Novakula reports on the mood in the Republican Senate caucus following the failure of the immigration bill. Republicans who stuck with the administration and voted for the bills are furious with majority leader Mitch McConnell, who abandoned them during the fight. And they are exhausted and demoralized, especially after the harrowing experience of reaping what their party sowed over immigration:
It is difficult to exaggerate the pessimism about the immediate political future voiced by Republicans in Congress when not on the record. With an unpopular president waging an unpopular war, they foresee electoral catastrophe in 2008, with Democratic gains in both the House and Senate and Hillary Clinton in the White House.
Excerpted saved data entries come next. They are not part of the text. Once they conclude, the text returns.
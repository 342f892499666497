//! Populates a `StaticRegistry` with the built-in module factories the
//! reflector ships with out of the box, standing in for the `#[ctor]`
//! self-registration the teacher's plugins use when they are linked
//! statically rather than `dlopen`ed.

use std::sync::Arc;

use crate::core::ReflectorCore;
use crate::listener::UdpListener;
use crate::management::ManagementMaster;
use crate::metadata::Metadata;
use crate::module::{ModuleClass, ModuleInterface};
use crate::msg_interface::RapTcpInterface;
use crate::queue::Queue;
use crate::sender::UdpSender;

/// Registers `listener/udp`, `sender/udp`, and `msg-interface/rap-tcp`
/// against `core.registry`. `pipeline` is the data queue connecting
/// listeners to senders; `master` backs the administrative front-end.
pub fn register_builtins(core: &Arc<ReflectorCore>, master: Arc<ManagementMaster>, pipeline: Arc<Queue<Metadata>>) {
    let listener_core = core.clone();
    let listener_pipeline = pipeline.clone();
    core.registry.register(
        ModuleClass::Listener,
        "udp",
        Arc::new(move |params| {
            UdpListener::from_params(listener_core.clone(), listener_pipeline.clone(), params)
                .map(|m| Box::new(m) as Box<dyn ModuleInterface>)
        }),
    );

    let sender_core = core.clone();
    let sender_pipeline = pipeline.clone();
    core.registry.register(
        ModuleClass::Sender,
        "udp",
        Arc::new(move |params| {
            UdpSender::from_params(sender_core.clone(), sender_pipeline.clone(), params).map(|m| Box::new(m) as Box<dyn ModuleInterface>)
        }),
    );

    let readiness = core.readiness.clone();
    core.registry.register(
        ModuleClass::MsgInterface,
        "rap-tcp",
        Arc::new(move |params| {
            RapTcpInterface::from_params(master.clone(), readiness.clone(), params).map(|m| Box::new(m) as Box<dyn ModuleInterface>)
        }),
    );
}
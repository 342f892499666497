//! Module runtime: classes, identity, the interface capability set, the
//! lifecycle state machine, and the static registry that stands in for
//! `rum2/mod.h`'s dynamic plugin loader.

use std::collections::HashMap;
use std::fmt;
use std::sync::atomic::{AtomicBool, Ordering};
use std::sync::{Arc, RwLock};

use indexmap::IndexMap;

use crate::error::{Error, ErrorKind, Result};

/// The interface version every `ModuleInterface` must declare; a mismatch
/// at load time is reported as `ModuleIncompatible`.
pub const MODULE_VERSION: u32 = 3;

#[derive(Debug, Clone, Copy, PartialEq, Eq, Hash)]
pub enum ModuleClass {
    Reflector,
    Listener,
    Processor,
    Sender,
    Aaa,
    Management,
    MsgInterface,
}

impl ModuleClass {
    pub fn as_str(self) -> &'static str {
        match self {
            ModuleClass::Reflector => "reflector",
            ModuleClass::Listener => "listener",
            ModuleClass::Processor => "processor",
            ModuleClass::Sender => "sender",
            ModuleClass::Aaa => "aaa",
            ModuleClass::Management => "management",
            ModuleClass::MsgInterface => "msg-interface",
        }
    }
}

impl fmt::Display for ModuleClass {
    fn fmt(&self, f: &mut fmt::Formatter<'_>) -> fmt::Result {
        f.write_str(self.as_str())
    }
}

impl ModuleClass {
    /// Parses a wire-format class string (the left-hand side of a
    /// `class/name` module identifier). Unknown strings are `None`.
    pub fn parse(s: &str) -> Option<ModuleClass> {
        Some(match s {
            "reflector" => ModuleClass::Reflector,
            "listener" => ModuleClass::Listener,
            "processor" => ModuleClass::Processor,
            "sender" => ModuleClass::Sender,
            "aaa" => ModuleClass::Aaa,
            "management" => ModuleClass::Management,
            "msg-interface" => ModuleClass::MsgInterface,
            _ => return None,
        })
    }
}

#[derive(Debug, Clone, PartialEq, Eq, Hash)]
pub struct ModuleId {
    pub class: ModuleClass,
    pub name: String,
}

impl ModuleId {
    pub fn new(class: ModuleClass, name: impl Into<String>) -> ModuleId {
        ModuleId {
            class,
            name: name.into(),
        }
    }
}

impl fmt::Display for ModuleId {
    fn fmt(&self, f: &mut fmt::Formatter<'_>) -> fmt::Result {
        write!(f, "{}/{}", self.class, self.name)
    }
}

/// A named, described, defaulted, runtime-settable parameter.
#[derive(Debug, Clone)]
pub struct ModuleParam {
    pub name: String,
    pub description: String,
    pub default: String,
    pub value: String,
}

impl ModuleParam {
    pub fn new(name: impl Into<String>, description: impl Into<String>, default: impl Into<String>) -> ModuleParam {
        let default = default.into();
        ModuleParam {
            name: name.into(),
            description: description.into(),
            value: default.clone(),
            default,
        }
    }
}

/// Lifecycle state machine transitions are driven only by the management
/// master.
#[derive(Debug, Clone, Copy, PartialEq, Eq)]
pub enum LifecycleState {
    Uninitialised,
    Inserted,
    Initialised,
    Running,
    Stopped,
    Destroyed,
}

/// Intra-reflector events a module may receive via `events()`.
#[derive(Debug, Clone)]
pub enum ModuleEvent {
    LogSourceAdded(String),
    LogSourceRemoved(String),
    ClientListChanged { listener_id: u32 },
}

/// The capability set every module implements. Optional slots have default
/// implementations that report absence rather than requiring every module
/// to stub them out, matching the spec's "callers test presence" contract.
pub trait ModuleInterface: Send {
    /// Interface version this implementation was built against.
    fn version(&self) -> u32 {
        MODULE_VERSION
    }

    /// Optional: compute a final name from parameters and a disambiguator.
    fn name(&self, _id: u32) -> Option<String> {
        None
    }

    /// Optional: identifiers of modules this one cannot coexist with.
    fn conflicts(&self) -> Vec<ModuleId> {
        Vec::new()
    }

    /// Required: allocate resources, open sockets, register queue groups.
    /// May fail; after success the module must be start-able.
    fn init(&mut self) -> Result<()>;

    /// Required: the thread body.
    fn main(&mut self, stop_flag: &AtomicBool);

    /// Optional: invoked immediately after `main` returns, even on forced
    /// cancellation, to release transient resources.
    fn stop(&mut self) {}

    /// Required: frees everything allocated by `init`/`main`. When
    /// `for_restart` is false, parameter storage and identity are also
    /// released by the caller once this returns.
    fn clean(&mut self, _for_restart: bool) {}

    /// Optional synchronous alternative to a data-queue push.
    fn push_data(&mut self, _payload: &[u8]) -> Option<Result<()>> {
        None
    }

    /// Optional synchronous alternative to a message-queue push.
    fn push_message(&mut self, _payload: &[u8]) -> Option<Result<()>> {
        None
    }

    /// Optional: handles intra-reflector events.
    fn events(&mut self, _event: &ModuleEvent) {}

    /// Emits administrative requests that reconstruct current state.
    fn config(&self, _name_override: Option<&str>, _start_only: bool) -> Vec<String> {
        Vec::new()
    }
}

struct ModuleSlot {
    id: ModuleId,
    state: LifecycleState,
    params: Vec<ModuleParam>,
    instance: Option<Box<dyn ModuleInterface>>,
}

/// Factory invoked by the static registry to produce a fresh module
/// instance from its parameter list.
pub type ModuleFactory = dyn Fn(&[ModuleParam]) -> Result<Box<dyn ModuleInterface>> + Send + Sync;

/// The process-wide static registry standing in for dynamic plugin
/// loading: each built-in module type registers a factory here (typically
/// from a `#[ctor]` constructor), and `ModuleRuntime::load` resolves
/// `(class, name)` against it.
pub struct StaticRegistry {
    factories: RwLock<HashMap<(ModuleClass, &'static str), Arc<ModuleFactory>>>,
}

impl StaticRegistry {
    pub fn new() -> StaticRegistry {
        StaticRegistry {
            factories: RwLock::new(HashMap::new()),
        }
    }

    pub fn register(&self, class: ModuleClass, name: &'static str, factory: Arc<ModuleFactory>) {
        self.factories.write().unwrap().insert((class, name), factory);
    }

    fn get(&self, class: ModuleClass, name: &str) -> Option<Arc<ModuleFactory>> {
        self.factories
            .read()
            .unwrap()
            .iter()
            .find(|((c, n), _)| *c == class && *n == name)
            .map(|(_, f)| f.clone())
    }

    /// Lists every statically registered `(class, name)` pair, for the
    /// administrative `AVAIL` query.
    pub fn available(&self) -> Vec<ModuleId> {
        self.factories
            .read()
            .unwrap()
            .keys()
            .map(|(class, name)| ModuleId::new(*class, (*name).to_owned()))
            .collect()
    }
}

impl Default for StaticRegistry {
    fn default() -> StaticRegistry {
        StaticRegistry::new()
    }
}

/// The global module list: locates, initialises, starts, stops, and
/// destroys modules, and answers discovery/listing queries. `(class,
/// name)` is enforced unique reflector-wide.
pub struct ModuleRuntime {
    registry: Arc<StaticRegistry>,
    modules: RwLock<IndexMap<ModuleId, ModuleSlot>>,
}

impl ModuleRuntime {
    pub fn new(registry: Arc<StaticRegistry>) -> ModuleRuntime {
        ModuleRuntime {
            registry,
            modules: RwLock::new(IndexMap::new()),
        }
    }

    /// Resolves a statically registered module, validates its interface
    /// version, and inserts it into the module list in the `Inserted`
    /// state. Fails with `ModuleInvalid` if `(class, name)` already exists,
    /// `ModuleNotStarted` if no factory is registered for it (the
    /// dynamic-plugin branch is out of scope), or `ModuleIncompatible` on a
    /// version mismatch.
    pub fn load(&self, class: ModuleClass, name: &str, params: Vec<ModuleParam>) -> Result<ModuleId> {
        let id = ModuleId::new(class, name.to_owned());

        {
            let modules = self.modules.read().unwrap();
            if modules.contains_key(&id) {
                return Err(Error::new(ErrorKind::ModuleInvalid));
            }
        }

        let factory = self
            .registry
            .get(class, name)
            .ok_or_else(|| Error::new(ErrorKind::ModuleNotStarted))?;

        let instance = factory(&params)?;
        if instance.version() != MODULE_VERSION {
            return Err(Error::new(ErrorKind::ModuleIncompatible));
        }

        let mut modules = flux::debug_write!(self.modules);
        modules.insert(
            id.clone(),
            ModuleSlot {
                id: id.clone(),
                state: LifecycleState::Inserted,
                params,
                instance: Some(instance),
            },
        );
        Ok(id)
    }

    /// Runs `init()`, transitioning `Inserted -> Initialised` on success.
    pub fn initialise(&self, id: &ModuleId) -> Result<()> {
        let mut modules = flux::debug_write!(self.modules);
        let slot = modules.get_mut(id).ok_or_else(|| Error::new(ErrorKind::ModuleInvalid))?;
        let instance = slot.instance.as_mut().ok_or_else(|| Error::new(ErrorKind::ModuleInvalid))?;
        instance.init().map_err(|e| {
            slot.state = LifecycleState::Destroyed;
            e
        })?;
        slot.state = LifecycleState::Initialised;
        Ok(())
    }

    /// Marks a module `Running`. The caller is responsible for spawning the
    /// OS thread that invokes `main()`.
    pub fn mark_running(&self, id: &ModuleId) -> Result<()> {
        self.transition(id, LifecycleState::Initialised, LifecycleState::Running)
    }

    /// Marks a module `Stopped` after its `main` thread has returned and
    /// `stop()` has run.
    pub fn mark_stopped(&self, id: &ModuleId) -> Result<()> {
        self.transition(id, LifecycleState::Running, LifecycleState::Stopped)
    }

    /// Restarts a stopped module: `Stopped -> Initialised`.
    pub fn restart(&self, id: &ModuleId) -> Result<()> {
        let mut modules = flux::debug_write!(self.modules);
        let slot = modules.get_mut(id).ok_or_else(|| Error::new(ErrorKind::ModuleInvalid))?;
        if slot.state != LifecycleState::Stopped {
            return Err(Error::new(ErrorKind::ModuleStart));
        }
        if let Some(instance) = slot.instance.as_mut() {
            instance.clean(true);
        }
        slot.state = LifecycleState::Initialised;
        Ok(())
    }

    /// Tears a module down fully: `clean(false)` then removal from the
    /// module list.
    pub fn destroy(&self, id: &ModuleId) -> Result<()> {
        let mut modules = flux::debug_write!(self.modules);
        let mut slot = modules
            .shift_remove(id)
            .ok_or_else(|| Error::new(ErrorKind::ModuleInvalid))?;
        if let Some(instance) = slot.instance.as_mut() {
            instance.clean(false);
        }
        Ok(())
    }

    /// Spawns the OS thread that runs an `Initialised` module's `main`,
    /// marking it `Running` for the duration and `Stopped` once `main`
    /// returns (after `stop()` has run). The instance is moved into the
    /// thread and moved back into its slot before the thread exits, so a
    /// concurrent `find`/`state` lookup sees `Running` throughout and the
    /// slot is whole again by the time the handle is joined.
    pub fn spawn(self: Arc<Self>, id: ModuleId, stop_flag: Arc<AtomicBool>) -> Result<std::thread::JoinHandle<()>> {
        let mut instance = {
            let mut modules = flux::debug_write!(self.modules);
            let slot = modules.get_mut(&id).ok_or_else(|| Error::new(ErrorKind::ModuleInvalid))?;
            if slot.state != LifecycleState::Initialised {
                return Err(Error::new(ErrorKind::ModuleStart));
            }
            slot.state = LifecycleState::Running;
            slot.instance.take().ok_or_else(|| Error::new(ErrorKind::ModuleInvalid))?
        };

        let runtime = self;
        Ok(std::thread::spawn(move || {
            instance.main(&stop_flag);
            instance.stop();
            let mut modules = flux::debug_write!(runtime.modules);
            if let Some(slot) = modules.get_mut(&id) {
                slot.state = LifecycleState::Stopped;
                slot.instance = Some(instance);
            }
        }))
    }

    fn transition(&self, id: &ModuleId, from: LifecycleState, to: LifecycleState) -> Result<()> {
        let mut modules = flux::debug_write!(self.modules);
        let slot = modules.get_mut(id).ok_or_else(|| Error::new(ErrorKind::ModuleInvalid))?;
        if slot.state != from {
            return Err(Error::new(ErrorKind::ModuleStart));
        }
        slot.state = to;
        Ok(())
    }

    pub fn state(&self, id: &ModuleId) -> Option<LifecycleState> {
        self.modules.read().unwrap().get(id).map(|s| s.state)
    }

    /// `find(class, name)`: exact lookup (the spec also allows regex; that
    /// surface lives in the administrative protocol layer, not here).
    pub fn find(&self, class: ModuleClass, name: &str) -> Option<ModuleId> {
        let modules = self.modules.read().unwrap();
        let id = ModuleId::new(class, name.to_owned());
        modules.get(&id).map(|s| s.id.clone())
    }

    /// Iterates module ids belonging to `class`, or all modules when
    /// `class` is `Reflector` (the pseudo-class meaning "all").
    pub fn foreach(&self, class: ModuleClass, mut f: impl FnMut(&ModuleId)) {
        let modules = self.modules.read().unwrap();
        for slot in modules.values() {
            if class == ModuleClass::Reflector || slot.id.class == class {
                f(&slot.id);
            }
        }
    }

    pub fn registry(&self) -> &Arc<StaticRegistry> {
        &self.registry
    }
}
//! AAA/routing module: wraps the best-matching-prefix trie to answer
//! access-control checks and to compose processor path rules.

use std::net::Ipv4Addr;
use std::sync::RwLock;

use crate::error::Result;
use crate::trie::Trie;

#[derive(Debug, Clone, Copy, PartialEq, Eq)]
pub enum Access {
    Allow,
    Deny,
}

/// Access-control + path-rule tables, each a single reader/writer-
/// serialised trie per the concurrency model in §5.
pub struct RoutingTable {
    acl: RwLock<Trie<Access>>,
    path_rules: RwLock<Trie<Vec<String>>>,
}

impl RoutingTable {
    pub fn new() -> RoutingTable {
        RoutingTable {
            acl: RwLock::new(Trie::new()),
            path_rules: RwLock::new(Trie::new()),
        }
    }

    pub fn set_acl(&self, network: Ipv4Addr, prefix_bits: u8, access: Access) -> Result<()> {
        self.acl.write().unwrap().insert(network, prefix_bits, access)
    }

    pub fn remove_acl(&self, network: Ipv4Addr, prefix_bits: u8) -> Result<()> {
        self.acl.write().unwrap().remove(network, prefix_bits)
    }

    /// Checks a client's access permission by longest-prefix match;
    /// unmatched addresses default to `Deny`.
    pub fn acl_check(&self, client: Ipv4Addr) -> Access {
        self.acl.read().unwrap().find(client).copied().unwrap_or(Access::Deny)
    }

    pub fn set_path_rule(&self, destination: Ipv4Addr, prefix_bits: u8, processors: Vec<String>) -> Result<()> {
        self.path_rules.write().unwrap().insert(destination, prefix_bits, processors)
    }

    /// Resolves the processor-name sequence for `destination` by longest-
    /// prefix match, or `None` if no rule matches (meaning "direct to
    /// sender").
    pub fn path_rule(&self, destination: Ipv4Addr) -> Option<Vec<String>> {
        self.path_rules.read().unwrap().find(destination).cloned()
    }
}

impl Default for RoutingTable {
    fn default() -> RoutingTable {
        RoutingTable::new()
    }
}

#[cfg(test)]
mod tests {
    use super::*;

    #[test]
    fn unmatched_client_is_denied_by_default() {
        let table = RoutingTable::new();
        assert_eq!(table.acl_check("203.0.113.1".parse().unwrap()), Access::Deny);
    }

    #[test]
    fn more_specific_acl_wins() {
        let table = RoutingTable::new();
        table.set_acl("10.0.0.0".parse().unwrap(), 8, Access::Deny).unwrap();
        table.set_acl("10.0.0.0".parse().unwrap(), 24, Access::Allow).unwrap();
        assert_eq!(table.acl_check("10.0.0.5".parse().unwrap()), Access::Allow);
        assert_eq!(table.acl_check("10.5.0.5".parse().unwrap()), Access::Deny);
    }

    #[test]
    fn path_rule_resolves_processor_sequence() {
        let table = RoutingTable::new();
        table.set_path_rule("10.1.0.0".parse().unwrap(), 16, vec!["filter".to_owned()]).unwrap();
        assert_eq!(table.path_rule("10.1.2.3".parse().unwrap()), Some(vec!["filter".to_owned()]));
        assert_eq!(table.path_rule("10.2.0.1".parse().unwrap()), None);
    }

    #[test]
    fn acl_rejects_prefix_shorter_than_one_stride() {
        let table = RoutingTable::new();
        assert!(table.set_acl("8.0.0.0".parse().unwrap(), 2, Access::Allow).is_err());
    }
}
That's the atmosphere in which these lachrymose lawmakers have for several months faced an increasingly hysterical onslaught from constituents demanding the death of the "amnesty" for immigrants they heard vilified on talk radio...Now, don't let schadenfreude get the best of you: politics has a way of turning the depressed into the triumphant suprisingly quickly. But for the purposes of brightening a Monday morning (er...afternoon), you're allowed to feel a little bit of pleasure in the Republicans' pain.
"This isn't a day to celebrate," McConnell said in his postmortem. Indeed, Republicans drove another nail in George W. Bush's political coffin and undermined hopes for winning the growing, and winnable, Hispanic vote. Contending that the time "wasn't now" for immigration, McConnell added: "It wasn't the people's will. And they were heard." He was blaming Republican failure on his fellow citizens, which seldom works in politics.